Bilanzveröffentlichung beim Bundesanzeiger

In seiner Funktion als mittelstandspolitischer Sprecher der Fraktion hat Diehter Dehm in den vergangenen Monaten einen Arbeitsschwerpunkt auf das Thema Bilanzveröffentlichung beim Bundesanzeiger gelegt. Diese trifft GmbHs, gleichgültig ob kleinste Handwerksbetriebe oder größere.

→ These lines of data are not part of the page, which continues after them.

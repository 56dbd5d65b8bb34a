//! Configuration for TierKV
//!
//! Centralized configuration with sensible defaults.

use std::path::PathBuf;

use crate::error::{Result, TierError};

/// Main configuration for a TierKV instance
#[derive(Debug, Clone)]
pub struct Config {
    // -------------------------------------------------------------------------
    // Storage Configuration
    // -------------------------------------------------------------------------
    /// Root directory for all data files (WAL, SSTables, etc.)
    /// Internal structure:
    ///   {data_dir}/
    ///     ├── wal/             (one segment per memtable generation)
    ///     └── sstables/        (data + index file per table)
    pub data_dir: PathBuf,

    /// How SSTable files are read
    pub read_backend: ReadBackend,

    // -------------------------------------------------------------------------
    // WAL Configuration
    // -------------------------------------------------------------------------
    /// Sync strategy: how often to fsync WAL
    pub wal_sync_strategy: WalSyncStrategy,

    /// Keep opening when a WAL segment lost acknowledged records
    pub tolerate_wal_data_loss: bool,

    // -------------------------------------------------------------------------
    // MemTable Configuration
    // -------------------------------------------------------------------------
    /// Max size of memtable before flush (in bytes)
    pub memtable_size_limit: usize,

    /// What a writer does when the memtable is full and a flush is running
    pub backpressure: BackpressurePolicy,

    // -------------------------------------------------------------------------
    // Compaction Configuration
    // -------------------------------------------------------------------------
    /// Schedule a background compaction once this many SSTables exist
    pub auto_compact_threshold: Option<usize>,
}

/// WAL sync strategy
#[derive(Debug, Clone, Copy, PartialEq, Eq)]
pub enum WalSyncStrategy {
    /// fsync after every write (safest, slowest)
    EveryWrite,

    /// fsync after N uncommitted entries (group commit)
    EveryNEntries { count: usize },
}

/// Writer behaviour when the flushing slot is occupied
#[derive(Debug, Clone, Copy, PartialEq, Eq)]
pub enum BackpressurePolicy {
    /// Wait until the in-flight flush publishes its SSTable
    Block,

    /// Fail fast with `TierError::Overloaded`
    Reject,
}

/// Backend used by `ByteSource` to read SSTable files
#[derive(Debug, Clone, Copy, PartialEq, Eq)]
pub enum ReadBackend {
    /// Positional reads through a file handle
    Buffered,

    /// Read-only memory map of the whole file
    Mmap,
}

impl Default for Config {
    fn default() -> Self {
        Self {
            data_dir: PathBuf::from("./tierkv_data"),
            read_backend: ReadBackend::Buffered,
            wal_sync_strategy: WalSyncStrategy::EveryWrite,
            tolerate_wal_data_loss: false,
            memtable_size_limit: 4 * 1024 * 1024, // 4 MB
            backpressure: BackpressurePolicy::Block,
            auto_compact_threshold: None,
        }
    }
}

impl Config {
    /// Create a new config builder
    pub fn builder() -> ConfigBuilder {
        ConfigBuilder::default()
    }

    /// Check the values a running engine relies on
    pub fn validate(&self) -> Result<()> {
        if self.memtable_size_limit == 0 {
            return Err(TierError::Config(
                "memtable_size_limit must be greater than zero".to_string(),
            ));
        }
        if let WalSyncStrategy::EveryNEntries { count: 0 } = self.wal_sync_strategy {
            return Err(TierError::Config(
                "EveryNEntries sync count must be greater than zero".to_string(),
            ));
        }
        if let Some(threshold) = self.auto_compact_threshold {
            if threshold < 2 {
                return Err(TierError::Config(format!(
                    "auto_compact_threshold must be at least 2, got {}",
                    threshold
                )));
            }
        }
        Ok(())
    }
}

/// Builder for Config
#[derive(Default)]
pub struct ConfigBuilder {
    config: Config,
}

impl ConfigBuilder {
    /// Set the data directory (root for all storage)
    pub fn data_dir(mut self, path: impl Into<PathBuf>) -> Self {
        self.config.data_dir = path.into();
        self
    }

    /// Set the SSTable read backend
    pub fn read_backend(mut self, backend: ReadBackend) -> Self {
        self.config.read_backend = backend;
        self
    }

    /// Set the WAL sync strategy
    pub fn wal_sync_strategy(mut self, strategy: WalSyncStrategy) -> Self {
        self.config.wal_sync_strategy = strategy;
        self
    }

    /// Open even when a WAL segment reports lost records
    pub fn tolerate_wal_data_loss(mut self, tolerate: bool) -> Self {
        self.config.tolerate_wal_data_loss = tolerate;
        self
    }

    /// Set the memtable size limit (in bytes)
    pub fn memtable_size_limit(mut self, size: usize) -> Self {
        self.config.memtable_size_limit = size;
        self
    }

    /// Set the backpressure policy
    pub fn backpressure(mut self, policy: BackpressurePolicy) -> Self {
        self.config.backpressure = policy;
        self
    }

    /// Enable automatic compaction at the given SSTable count
    pub fn auto_compact_threshold(mut self, threshold: Option<usize>) -> Self {
        self.config.auto_compact_threshold = threshold;
        self
    }

    pub fn build(self) -> Config {
        self.config
    }

    /// Build and validate
    pub fn try_build(self) -> Result<Config> {
        self.config.validate()?;
        Ok(self.config)
    }
}
//! SSTable Module
//!
//! Sorted String Table - immutable on-disk sorted key-value storage.
//!
//! ## Naming
//! ```text
//! sstable_{gen:06}.data / .index             flushed from a memtable
//! sstable_{base:06}_{gen:06}.data / .index   compaction of base..=gen
//! *.tmp                                      not yet published
//! ```

mod builder;
mod iterator;
mod reader;

use std::fmt;
use std::path::{Path, PathBuf};

pub use builder::SSTableBuilder;
pub use iterator::SSTableIterator;
pub use reader::SSTable;

// =============================================================================
// Shared Constants (used by builder, reader, manager)
// =============================================================================

pub(crate) const FILE_PREFIX: &str = "sstable_";
pub(crate) const DATA_EXT: &str = "data";
pub(crate) const INDEX_EXT: &str = "index";
pub(crate) const TMP_EXT: &str = "tmp";

/// Width of one index slot
pub(crate) const OFFSET_SIZE: u64 = 8;

// =============================================================================
// Table identity
// =============================================================================

/// How a table came to exist
#[derive(Debug, Clone, Copy, PartialEq, Eq, Hash)]
pub enum TableKind {
    Flushed,
    Compacted,
}

/// Identity of a table, encoded in its file names.
///
/// `generation` fixes recency: higher shadows lower. A compacted table
/// carries the highest generation it replaced and remembers the lowest as
/// `base`, so a table flushed while it ran still outranks it.
#[derive(Debug, Clone, Copy, PartialEq, Eq, Hash)]
pub struct TableId {
    pub base: u64,
    pub generation: u64,
    pub kind: TableKind,
}

/// Which file of a table a directory entry is
#[derive(Debug, Clone, Copy, PartialEq, Eq, Hash)]
pub(crate) enum FileRole {
    Data,
    Index,
}

impl TableId {
    pub fn flushed(generation: u64) -> Self {
        Self {
            base: generation,
            generation,
            kind: TableKind::Flushed,
        }
    }

    pub fn compacted(base: u64, generation: u64) -> Self {
        Self {
            base,
            generation,
            kind: TableKind::Compacted,
        }
    }

    pub fn is_compacted(&self) -> bool {
        self.kind == TableKind::Compacted
    }

    /// True if `other` is an input this compacted table already replaced
    pub fn covers(&self, other: &TableId) -> bool {
        self.is_compacted()
            && self != other
            && self.base <= other.base
            && other.generation <= self.generation
    }

    pub fn file_stem(&self) -> String {
        match self.kind {
            TableKind::Flushed => format!("{}{:06}", FILE_PREFIX, self.generation),
            TableKind::Compacted => {
                format!("{}{:06}_{:06}", FILE_PREFIX, self.base, self.generation)
            }
        }
    }

    pub fn data_path(&self, dir: &Path) -> PathBuf {
        dir.join(format!("{}.{}", self.file_stem(), DATA_EXT))
    }

    pub fn index_path(&self, dir: &Path) -> PathBuf {
        dir.join(format!("{}.{}", self.file_stem(), INDEX_EXT))
    }

    /// Parse a published file name such as `sstable_000003_000009.index`
    pub(crate) fn parse_file_name(name: &str) -> Option<(TableId, FileRole)> {
        let (stem, ext) = name.rsplit_once('.')?;
        let role = match ext {
            DATA_EXT => FileRole::Data,
            INDEX_EXT => FileRole::Index,
            _ => return None,
        };
        let numbers = stem.strip_prefix(FILE_PREFIX)?;
        let id = match numbers.split_once('_') {
            None => TableId::flushed(numbers.parse().ok()?),
            Some((base, generation)) => {
                let base: u64 = base.parse().ok()?;
                let generation: u64 = generation.parse().ok()?;
                if base > generation {
                    return None;
                }
                TableId::compacted(base, generation)
            }
        };
        Some((id, role))
    }
}

impl fmt::Display for TableId {
    fn fmt(&self, f: &mut fmt::Formatter<'_>) -> fmt::Result {
        match self.kind {
            TableKind::Flushed => write!(f, "{}", self.generation),
            TableKind::Compacted => write!(f, "{}..={}", self.base, self.generation),
        }
    }
}

/// Temporary path a file is written under before its rename
pub(crate) fn tmp_path(path: &Path) -> PathBuf {
    let mut name = path.as_os_str().to_os_string();
    name.push(".");
    name.push(TMP_EXT);
    PathBuf::from(name)
}
//! SSTable Builder
//!
//! Writes sorted entries to a new data + index file pair.

use std::fs::{self, File, OpenOptions};
use std::io::{BufWriter, Write};
use std::path::{Path, PathBuf};

use bytes::Bytes;

use super::{tmp_path, TableId};
use crate::entry::Entry;
use crate::error::{Result, TierError};
use crate::io_util;

/// Builder for creating new SSTables from sorted entries
///
/// Both files are written under `.tmp` names. `finish()` fsyncs them and
/// renames the index first and the data file last, so a data file on disk
/// always has a complete index next to it. Dropping an unfinished builder
/// removes the temporary files.
pub struct SSTableBuilder {
    id: TableId,
    dir: PathBuf,
    /// Buffered writers for performance
    data: BufWriter<File>,
    index: BufWriter<File>,
    data_tmp: PathBuf,
    index_tmp: PathBuf,
    /// Number of entries written
    entry_count: u64,
    /// Current write position in the data file
    current_offset: u64,
    /// Last key written, to enforce strictly ascending input
    last_key: Option<Bytes>,
    finished: bool,
}

impl SSTableBuilder {
    /// Create a new SSTable builder in `dir`
    pub fn new(dir: &Path, id: TableId) -> Result<Self> {
        let data_tmp = tmp_path(&id.data_path(dir));
        let index_tmp = tmp_path(&id.index_path(dir));

        let data = create_truncated(&data_tmp)?;
        let index = create_truncated(&index_tmp)?;

        Ok(Self {
            id,
            dir: dir.to_path_buf(),
            data: BufWriter::new(data),
            index: BufWriter::new(index),
            data_tmp,
            index_tmp,
            entry_count: 0,
            current_offset: 0,
            last_key: None,
            finished: false,
        })
    }

    /// Add an entry (must be called in strictly ascending key order)
    pub fn add(&mut self, entry: &Entry) -> Result<()> {
        if let Some(last) = &self.last_key {
            if entry.key <= *last {
                return Err(TierError::Storage(format!(
                    "SSTable {} input out of order: {:?} after {:?}",
                    self.id, entry.key, last
                )));
            }
        }

        self.index.write_all(&self.current_offset.to_le_bytes())?;
        let encoded = entry.encode();
        self.data.write_all(&encoded)?;

        self.current_offset += encoded.len() as u64;
        self.entry_count += 1;
        self.last_key = Some(entry.key.clone());
        Ok(())
    }

    pub fn entry_count(&self) -> u64 {
        self.entry_count
    }

    pub fn id(&self) -> TableId {
        self.id
    }

    /// Make both files durable and publish them under their final names
    pub fn finish(mut self) -> Result<TableId> {
        self.data.flush()?;
        self.data.get_ref().sync_all()?;
        self.index.flush()?;
        self.index.get_ref().sync_all()?;

        // Data last: its appearance is what makes the table exist.
        fs::rename(&self.index_tmp, self.id.index_path(&self.dir))?;
        fs::rename(&self.data_tmp, self.id.data_path(&self.dir))?;
        io_util::sync_dir(&self.dir)?;
        self.finished = true;

        tracing::debug!(
            table = %self.id,
            entries = self.entry_count,
            bytes = self.current_offset,
            "SSTable written"
        );
        Ok(self.id)
    }
}

impl Drop for SSTableBuilder {
    fn drop(&mut self) {
        if self.finished {
            return;
        }
        for path in [&self.data_tmp, &self.index_tmp] {
            if let Err(e) = io_util::remove_if_exists(path) {
                tracing::warn!(path = %path.display(), error = %e, "failed to remove temp file");
            }
        }
    }
}

fn create_truncated(path: &Path) -> Result<File> {
    Ok(OpenOptions::new()
        .create(true)
        .write(true)
        .truncate(true)
        .open(path)?)
}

Alle, die jetzt meinen "na und, was hab ich mit den Sorgen irgendwelcher Unternehmer am Hut" übersehen dabei, dass hiervon 1 Mio. klein- und mittelständische Unternehmen betroffen sind.

Die sitzen nach ihrem langen Arbeitstag zu Hause und quälen sich durch die Belege und zu erbringenden Nachweise, wenn sie - meist zur Weihnachtszeit mit kurzer Frist und unter Strafandrohung und bei Urlaub ihres Steuerberaters - von einem sogenannten Bundesanzeiger angeschrieben werden. Und der Gipfel: das Justizministerium hat diesen Bundesanzeiger und damit auch den bedrohlichen Adler privatisiert! Ausgerechnet an den Verlagskonzern DuMont Schauberg, der selber dieser Pflicht, die Hosen runter zu lassen, NICHT unterstellt ist, sondern von EU-Privilegien profitiert. Und zwar im mehrfachen Sinn des Wortes!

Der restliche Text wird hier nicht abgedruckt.